> **WHAT NEEDS TO BE DONE**: Where in the records does the word "value" occur? Copy each line in which it does.

> **INPUT DATA**:
□ □ □ □ □

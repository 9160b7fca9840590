use ratatui::{
    layout::{Alignment, Constraint, Direction, Layout, Rect},
    style::{Color, Modifier, Style},
    text::{Line, Span},
    widgets::{Block, Clear, Paragraph},
    Frame,
};
use tiersim_engine::data_structures::bytes_to_gib;
use tiersim_engine::{MonthlyResult, StorageClass, Strategy};

use crate::AppState;

pub struct PopupWidget;

impl PopupWidget {
    pub fn render(frame: &mut Frame, area: Rect, state: &AppState) {
        let popup_area = Self::centered_rect(70, 80, area);

        frame.render_widget(Clear, popup_area);

        let title = match state.selected_delta() {
            Some(delta) => format!("Month {} Breakdown", delta.month),
            None => "Month Breakdown".to_string(),
        };

        let popup = Paragraph::new(Self::create_month_breakdown_text(state))
            .block(
                Block::bordered()
                    .title(title)
                    .title_alignment(Alignment::Center)
                    .style(Style::default().fg(Color::Cyan)),
            )
            .alignment(Alignment::Left);

        frame.render_widget(popup, popup_area);
    }

    fn create_month_breakdown_text(state: &AppState) -> Vec<Line<'static>> {
        let mut text = Vec::new();

        for strategy in [Strategy::Autoclass, Strategy::Lifecycle] {
            text.push(Line::from(Span::styled(
                format!("{}:", strategy),
                Style::default()
                    .fg(Color::Cyan)
                    .add_modifier(Modifier::BOLD),
            )));

            match state.selected_row(strategy) {
                Some(row) => text.extend(Self::row_lines(row)),
                None => text.push(Line::from("  no data")),
            }
            text.push(Line::from(" "));
        }

        text.push(Line::from(vec![
            Span::styled("Press ", Style::default().fg(Color::Gray)),
            Span::styled(
                "d",
                Style::default()
                    .fg(Color::Yellow)
                    .add_modifier(Modifier::BOLD),
            ),
            Span::styled(" to close", Style::default().fg(Color::Gray)),
        ]));

        text
    }

    fn row_lines(row: &MonthlyResult) -> Vec<Line<'static>> {
        let costs = row.costs();
        let entry = |label: &str, value: String| {
            Line::from(vec![
                Span::styled(format!("  {:<16}", label), Style::default().fg(Color::White)),
                Span::styled(value, Style::default().fg(Color::Yellow)),
            ])
        };

        let mut lines: Vec<Line<'static>> = StorageClass::ALL
            .into_iter()
            .map(|class| entry(class.name(), format!("{:.1} GiB", bytes_to_gib(row.bytes_in(class)))))
            .collect();

        lines.extend([
            entry("Storage", format!("${:.2}", costs.storage())),
            entry("Retrieval", format!("${:.2}", costs.retrieval())),
            entry("Early deletion", format!("${:.2}", costs.early_deletion())),
            entry("API operations", format!("${:.2}", costs.api())),
            entry("Management fee", format!("${:.2}", costs.management_fee())),
            entry("Total", format!("${:.2}", row.total_cost())),
        ]);
        lines
    }

    fn centered_rect(percent_x: u16, percent_y: u16, r: Rect) -> Rect {
        let popup_layout = Layout::default()
            .direction(Direction::Vertical)
            .constraints([
                Constraint::Percentage((100 - percent_y) / 2),
                Constraint::Percentage(percent_y),
                Constraint::Percentage((100 - percent_y) / 2),
            ])
            .split(r);

        Layout::default()
            .direction(Direction::Horizontal)
            .constraints([
                Constraint::Percentage((100 - percent_x) / 2),
                Constraint::Percentage(percent_x),
                Constraint::Percentage((100 - percent_x) / 2),
            ])
            .split(popup_layout[1])[1]
    }
}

□ □ □ □ □

> **TASK ANSWER**:
        let entry = |label: &str, value: String| {
                Span::styled(value, Style::default().fg(Color::Yellow)),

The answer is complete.